2025, Oct 24 01:00

Tesseract OCR chi_sim Returns Empty Text on Chinese Photos: Real Causes, Image Preprocessing Steps, and Reliable Python Calls

Fix Tesseract OCR chi_sim returning empty Chinese text: boost contrast, apply thresholding and rectification, and set pytesseract tessdata for reliable results.

When Tesseract OCR returns an empty string for Chinese text even though chi_sim is installed and visible to your tooling, the immediate instinct is to suspect a misconfiguration. In reality, the bottleneck here is often the image itself. A noisy, low-contrast photo with skew and a textured background can drop below the threshold where Tesseract can isolate glyphs at all.

Reproducing the issue

The following snippet reads a photo, converts it to a PIL image, and runs pytesseract with chi_sim. The language pack is present, yet the output is empty:

import cv2 as cv
from PIL import Image as PilImage
import pytesseract as ptes
from pyocr import tesseract as pyocr_tess

img_file = 'photo.jpeg'
cv_mat = cv.imread(img_file)
pil_frame = PilImage.fromarray(cv_mat)
result_text = ptes.image_to_string(pil_frame, lang='chi_sim')
print(result_text)

Verifying that the language is discoverable also succeeds:

import pytesseract as ptes
print(ptes.get_languages(config=''))  # ['chi_sim', 'eng', 'osd']

What is actually going on

The underlying image is simply too poor for Tesseract to isolate and recognise characters. It needs several kinds of cleanup before recognition: rectification to address perspective or rotation, contrast improvement to push foreground above the noise floor, and colour thresholding to strip away background texture. Even after cleanup, if the source is low fidelity, the result can still be below par for ordinary OCR.

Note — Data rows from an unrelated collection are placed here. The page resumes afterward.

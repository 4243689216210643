//! Node graph execution engine
//!
//! Runs every node of a graph in dependency order:
//! - Execution ordering via topological sort
//! - Input resolution from upstream outputs, falling back to widget values
//! - Delivery of each node's UI payload to its executed hooks

use std::collections::{HashMap, VecDeque};
use log::{debug, error, info};
use crate::error::{Error, Result};
use crate::nodes::{NodeGraph, NodeId, NodeRegistry, Node};
use crate::nodes::port::PortId;
use crate::plugin_interface::{ExecutedMessage, NodeData};

/// Represents the execution state of a node
#[derive(Debug, Clone, PartialEq)]
pub enum NodeState {
    Pending,    // Node has not run in the current prompt
    Clean,      // Node ran successfully
    Error,      // Node failed to execute
}

/// Execution engine for node graphs
#[derive(Debug, Default)]
pub struct NodeGraphEngine {
    node_states: HashMap<NodeId, NodeState>,
    outputs: HashMap<(NodeId, PortId), NodeData>,
    runs: usize,
}

impl NodeGraphEngine {
    pub fn new() -> Self {
        Self::default()
    }

    /// Get the execution order using topological sort
    pub fn get_execution_order(&self, graph: &NodeGraph) -> Result<Vec<NodeId>> {
        let mut in_degree: HashMap<NodeId, usize> = graph.nodes.keys().map(|&id| (id, 0)).collect();
        let mut adj_list: HashMap<NodeId, Vec<NodeId>> = HashMap::new();

        for connection in &graph.connections {
            adj_list.entry(connection.from_node).or_default().push(connection.to_node);
            if let Some(degree) = in_degree.get_mut(&connection.to_node) {
                *degree += 1;
            }
        }

        // Seed in ID order so equal-rank nodes run in creation order
        let mut roots: Vec<NodeId> = in_degree.iter()
            .filter(|&(_, &degree)| degree == 0)
            .map(|(&id, _)| id)
            .collect();
        roots.sort_unstable();
        let mut queue: VecDeque<NodeId> = roots.into();
        let mut result = Vec::with_capacity(graph.nodes.len());

        while let Some(node_id) = queue.pop_front() {
            result.push(node_id);
            let Some(neighbors) = adj_list.get(&node_id) else { continue };
            for neighbor in neighbors {
                if let Some(degree) = in_degree.get_mut(neighbor) {
                    *degree -= 1;
                    if *degree == 0 {
                        queue.push_back(*neighbor);
                    }
                }
            }
        }

        if result.len() != graph.nodes.len() {
            return Err(Error::CycleDetected);
        }
        Ok(result)
    }

    /// Execute the whole graph
    ///
    /// Stops at the first failing node; nodes that already ran keep their
    /// outputs and their executed hooks have fired.
    pub fn execute(&mut self, graph: &mut NodeGraph, registry: &NodeRegistry) -> Result<ExecutionStats> {
        let order = self.get_execution_order(graph)?;
        self.outputs.clear();
        self.node_states = order.iter().map(|&id| (id, NodeState::Pending)).collect();
        self.runs += 1;

        info!("Executing {} node(s)", order.len());
        for node_id in order {
            if let Err(e) = self.execute_single_node(node_id, graph, registry) {
                error!("Node {} failed: {}", node_id, e);
                self.node_states.insert(node_id, NodeState::Error);
                return Err(e);
            }
            self.node_states.insert(node_id, NodeState::Clean);
        }

        Ok(self.stats())
    }

    fn execute_single_node(&mut self, node_id: NodeId, graph: &mut NodeGraph, registry: &NodeRegistry) -> Result<()> {
        let inputs = {
            let node = graph.node(node_id).ok_or(Error::NodeNotFound(node_id))?;
            self.collect_node_inputs(node, graph, registry)?
        };

        let node = graph.node_mut(node_id).ok_or(Error::NodeNotFound(node_id))?;
        debug!("Executing node {} ({})", node_id, node.type_id);
        let output = registry.execute(&node.type_id, &inputs)?;

        for (port, value) in output.result.into_iter().enumerate() {
            self.outputs.insert((node_id, port), value);
        }
        if let Some(ui) = &output.ui {
            registry.notify_executed(node, ui);
        }
        Ok(())
    }

    /// Resolve inputs in metadata order
    fn collect_node_inputs(&self, node: &Node, graph: &NodeGraph, registry: &NodeRegistry) -> Result<Vec<NodeData>> {
        let metadata = registry.get_node_metadata(&node.type_id)
            .ok_or_else(|| Error::UnknownNodeType(node.type_id.clone()))?;

        let mut inputs = Vec::with_capacity(metadata.inputs.len());
        for def in &metadata.inputs {
            let linked = node.input_index(&def.name)
                .and_then(|port| graph.incoming(node.id, port))
                .and_then(|conn| self.outputs.get(&(conn.from_node, conn.from_port)))
                .cloned();
            let value = linked
                .or_else(|| node.widget(&def.name).and_then(|w| w.value.clone()))
                .unwrap_or(NodeData::None);

            if value.is_none() && !def.optional {
                return Err(Error::MissingInput {
                    node_id: node.id,
                    node_type: node.type_id.clone(),
                    input: def.name.clone(),
                });
            }
            debug!("Input {}.{} resolved to {}", node.type_id, def.name, value.type_name());
            inputs.push(value);
        }
        Ok(inputs)
    }

    /// Deliver an executed event produced outside the engine
    pub fn deliver(&self, graph: &mut NodeGraph, registry: &NodeRegistry, message: &ExecutedMessage) -> Result<()> {
        let node = graph.node_mut(message.node).ok_or(Error::NodeNotFound(message.node))?;
        registry.notify_executed(node, &message.output);
        Ok(())
    }

    pub fn node_state(&self, node_id: NodeId) -> Option<&NodeState> {
        self.node_states.get(&node_id)
    }

    pub fn cached_output(&self, node_id: NodeId, port: PortId) -> Option<&NodeData> {
        self.outputs.get(&(node_id, port))
    }

    /// Get execution statistics
    pub fn stats(&self) -> ExecutionStats {
        let mut stats = ExecutionStats {
            runs: self.runs,
            cached_outputs: self.outputs.len(),
            ..Default::default()
        };
        for state in self.node_states.values() {
            match state {
                NodeState::Pending => stats.pending_nodes += 1,
                NodeState::Clean => stats.clean_nodes += 1,
                NodeState::Error => stats.error_nodes += 1,
            }
        }
        stats
    }
}

/// Statistics about the last execution
#[derive(Debug, Clone, Default, PartialEq)]
pub struct ExecutionStats {
    pub runs: usize,
    pub clean_nodes: usize,
    pub pending_nodes: usize,
    pub error_nodes: usize,
    pub cached_outputs: usize,
}

#[cfg(test)]
mod tests {
    use super::*;
    use crate::nodes::utility::{register_utility_nodes, StringViewerExtension};

    fn registry() -> NodeRegistry {
        let mut registry = NodeRegistry::default();
        register_utility_nodes(&mut registry);
        let widgets = registry.widget_factory();
        registry.register_extension(Box::new(StringViewerExtension::new(widgets))).unwrap();
        registry
    }

    fn set_widget(graph: &mut NodeGraph, node_id: NodeId, name: &str, value: &str) {
        let widget = graph.node_mut(node_id).and_then(|n| n.widget_mut(name)).unwrap();
        widget.value = Some(NodeData::from(value));
    }

    #[test]
    fn test_chain_updates_viewer() {
        let registry = registry();
        let mut graph = NodeGraph::new();
        let concat = graph.add_node(registry.create_node("StringConcat").unwrap());
        let sub = graph.add_node(registry.create_node("StringSub").unwrap());
        let viewer = graph.add_node(registry.create_node("StringViewer").unwrap());

        set_widget(&mut graph, concat, "text_to", "hello");
        set_widget(&mut graph, concat, "sep", " ");
        set_widget(&mut graph, concat, "text_from", "world");
        set_widget(&mut graph, sub, "pattern", "o");
        set_widget(&mut graph, sub, "to", "0");
        graph.add_connection_by_ids(concat, 0, sub, 0).unwrap();
        graph.add_connection_by_ids(sub, 0, viewer, 0).unwrap();

        let mut engine = NodeGraphEngine::new();
        let stats = engine.execute(&mut graph, &registry).unwrap();

        assert_eq!(stats.clean_nodes, 3);
        assert_eq!(stats.runs, 1);
        assert_eq!(engine.cached_output(viewer, 0), Some(&NodeData::from("hell0 w0rld")));
        let text = graph.node(viewer).unwrap().widget("output_text").unwrap().text();
        assert_eq!(text, Some("hell0 w0rld"));
    }

    #[test]
    fn test_json_extract_and_empty_selector_feed_viewer() {
        let registry = registry();
        let mut graph = NodeGraph::new();
        let extract = graph.add_node(registry.create_node("JsonExtractString").unwrap());
        let selector = graph.add_node(registry.create_node("StringSelector").unwrap());
        let viewer = graph.add_node(registry.create_node("StringViewer").unwrap());

        set_widget(&mut graph, extract, "json_text", r#"{"prompt": {"positive": ""}}"#);
        set_widget(&mut graph, extract, "path", "prompt.positive");
        graph.add_connection_by_ids(extract, 0, selector, 0).unwrap();
        graph.add_connection_by_ids(extract, 0, selector, 1).unwrap();
        graph.add_connection_by_ids(selector, 0, viewer, 0).unwrap();

        let mut engine = NodeGraphEngine::new();
        engine.execute(&mut graph, &registry).unwrap();

        let display = graph.node(viewer).unwrap().widget("output_text").unwrap();
        assert_eq!(display.text(), Some(""));
        assert_eq!(engine.node_state(viewer), Some(&NodeState::Clean));
    }

    #[test]
    fn test_missing_input_stops_execution() {
        let registry = registry();
        let mut graph = NodeGraph::new();
        let viewer = graph.add_node(registry.create_node("StringViewer").unwrap());

        let mut engine = NodeGraphEngine::new();
        let err = engine.execute(&mut graph, &registry).unwrap_err();
        assert!(matches!(err, Error::MissingInput { ref input, .. } if input == "text"));
        assert_eq!(engine.node_state(viewer), Some(&NodeState::Error));
        assert_eq!(graph.node(viewer).unwrap().widget("output_text").unwrap().text(), Some(""));
    }

    #[test]
    fn test_cycle_detected() {
        let registry = registry();
        let mut graph = NodeGraph::new();
        let a = graph.add_node(registry.create_node("StringSub").unwrap());
        let b = graph.add_node(registry.create_node("StringSub").unwrap());
        graph.add_connection_by_ids(a, 0, b, 0).unwrap();
        graph.add_connection_by_ids(b, 0, a, 0).unwrap();

        let mut engine = NodeGraphEngine::new();
        assert!(matches!(engine.execute(&mut graph, &registry), Err(Error::CycleDetected)));
    }

    #[test]
    fn test_execution_order_follows_connections() {
        let registry = registry();
        let mut graph = NodeGraph::new();
        let viewer = graph.add_node(registry.create_node("StringViewer").unwrap());
        let concat = graph.add_node(registry.create_node("StringConcat").unwrap());
        graph.add_connection_by_ids(concat, 0, viewer, 0).unwrap();

        let order = NodeGraphEngine::new().get_execution_order(&graph).unwrap();
        assert_eq!(order, vec![concat, viewer]);
    }

    #[test]
    fn test_deliver_executed_message() {
        let registry = registry();
        let mut graph = NodeGraph::new();
        let viewer = graph.add_node(registry.create_node("StringViewer").unwrap());
        let engine = NodeGraphEngine::new();

        let message = ExecutedMessage::from_json(&format!(r#"{{"node": {}, "output": {{"text": ["remote"]}}}}"#, viewer)).unwrap();
        engine.deliver(&mut graph, &registry, &message).unwrap();
        assert_eq!(graph.node(viewer).unwrap().widget("output_text").unwrap().text(), Some("remote"));

        let missing = ExecutedMessage { node: 42, output: Default::default() };
        assert!(matches!(engine.deliver(&mut graph, &registry, &missing), Err(Error::NodeNotFound(42))));
    }
}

That explains why some services appear to “magically” extract clean text from such photos. Systems that aggregate many similar images can infer a much cleaner average and effectively read what a single-pass OCR engine cannot. For this specific kind of document, outputs like the following are achievable via such aggregation:

中华人民共和国
居民身份证
签发机关
有效期限
2007.05.14-2027.05 14

But even with a well-cleaned single image, Tesseract will often fall short of an artificially improved interpretation derived from multiple samples.

What actually helps

Start with the image. Improve contrast, rectify the document area, and apply colour thresholding to suppress the background. Tesseract prefers black text on a white background, and it struggles when text is too small or too large; sufficient resolution, at least 72 dpi, matters. If you rely on a single noisy photograph with textured background and low contrast, an empty or near-empty result is expected.

On the integration side, keep your I/O and environment predictable. Loading directly into PIL avoids colour channel surprises, since OpenCV reads BGR while PIL expects RGB. If you read via OpenCV, confirm the image isn’t empty by checking the shape after imread, because a wrong path can silently hand you an unusable matrix. You can also run the OCR from the command line to compare behaviour with your Python stack. When layout is unusual, tuning psm can help. And if your tessdata directory isn’t on the default search path, passing it explicitly in config may be required even if the language appears in the list of available packs.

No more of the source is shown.